Key changes from The SECURE Act include:
- Increasing tax credits for small business owners to set up and run retirement plans
- Introducing incentives for new plans with auto-enrollment
- Raising the required minimum distribution (RMD) age for retirement accounts to 72 (up from 70½)
- Allowing long-term, part-time workers to participate in 401(k) plans
- Expanding options for multiple, unrelated businesses to partner under a single retirement plan (MEPs)
- Permitting parents to withdraw up to $5,000 from retirement accounts penalty-free within a year of birth or adoption
- Allowing withdrawals from 529 plans to repay student loans
Most SECURE Act provisions went into effect on January 1, 2020. Let’s dive deeper into some of the biggest changes ahead for retirement savers and small business owners:
Small business owners can receive a tax credit for starting a retirement plan, up to $16,500
- Small business owners who haven’t established a retirement plan are in luck! The new law provides a start-up retirement plan credit for smaller employers of $250 per non-highly compensated employee eligible to participate in a workplace retirement plan at work. The minimum credit is $500 and the maximum credit is $5,000.
- This credit would apply to small businesses with up to 100 employees over a 3-year period beginning after December 31, 2019 and applies to 401k, SIMPLE, SEP, and profit-sharing plans.
- If your retirement plan includes automatic enrollment to encourage participation, you may also receive an additional credit of up to $500 for the first three years of the plan. This new credit is also available to employers that convert an existing 401k plan to an automatic enrollment design.
Cut through the complexity of choosing and customizing the right 401(k) for your small business. Get an instant quote.
(just me/or my business partner/spouse)
Required minimum distributions (RMDs) now begin at age 72
- Americans are living and working longer than ever before, and this change reflects that shift. Savers will no longer be required to withdraw assets from IRAs and 401ks at age 70½.
- RMDs now begin at age 72 for individuals who turn 70½ in 2020.
- If you turned age 70½ in 2019 and have already begun taking your RMDs, we recommend speaking to your financial advisor regarding any 2020 distributions.
You can make IRA contributions beyond age 70½
- As with the new RMD rule, the SECURE Act addresses the increasing number of Americans working past traditional retirement age.

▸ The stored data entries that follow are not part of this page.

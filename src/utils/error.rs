use thiserror::Error;

/// 引导器错误类型
#[derive(Error, Debug)]
pub enum BootstrapError {
    /// 缺少身份或没有任何协议启用，必须在触碰外部进程之前失败
    #[error("配置错误: {0}")]
    Configuration(String),

    #[error("内核准备失败: {0}")]
    Provisioning(String),

    /// 密钥/证书生成失败，绝不回退为空字符串
    #[error("密钥生成失败: {0}")]
    SecretGeneration(String),

    #[error("sing-box 进程提前退出: {0}")]
    ProcessExited(String),

    #[error("sing-box 存活但端口未监听: {0:?}")]
    PortsNotListening(Vec<u16>),

    #[error("进程监管错误: {0}")]
    Supervision(String),

    #[error("定时重启失败: {0}")]
    Scheduling(String),

    #[error("IO 错误: {0}")]
    IoError(#[from] std::io::Error),

    #[error("UUID 解析错误: {0}")]
    UuidError(#[from] uuid::Error),

    #[error("JSON 解析错误: {0}")]
    JsonError(#[from] serde_json::Error),

    #[error("TOML 解析错误: {0}")]
    TomlError(#[from] toml::de::Error),
}

impl BootstrapError {
    /// 进程启动阶段的失败，是否致命由 strict 设置决定
    pub fn is_supervision(&self) -> bool {
        matches!(
            self,
            Self::ProcessExited(_) | Self::PortsNotListening(_) | Self::Supervision(_)
        )
    }
}

pub type Result<T> = std::result::Result<T, BootstrapError>;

- As of the 2020 tax year, you can continue to contribute to your traditional IRA past age 70½, as long as you are still working.
- Savers can make their 2020 tax year contributions until April 15, 2021.
Small business owners will find it easier to pool together to offer retirement plans
- According to a 2018 study by the U.S. Bureau of Labor Statistics, nearly 40 million private-sector employees do not have access to a retirement plan through their workplace.
- In an attempt to increase retirement access, the new law allows unrelated businesses to join together under an open multiple employer program called a MEP.
- The new law, which goes into effect in 2021, eliminates the IRS’s “one bad apple” rule. This removes the risk of being penalized if one employer in your group fails to satisfy the tax qualification rules for the MEP.
Inherited IRA distributions must be taken within 10 years
- Previously, if you inherited an IRA or 401k, you could “stretch” your distributions and tax payments out over your life expectancy. This allowed beneficiaries to use stretch IRAs as reliable income sources as they benefited from the tax-advantaged gains.
- Rules have changed for IRAs inherited from original owners who have passed away on or after January 1, 2020. Beneficiaries, generally, must withdraw all plan assets from an inherited retirement plan within 10 years following the death of the account holder.
- The 10-year rule does not apply to: a surviving spouse or a minor child; a disabled or chronically ill beneficiary; and beneficiaries who are less than 10 years younger than the original IRA owner or 401k participant.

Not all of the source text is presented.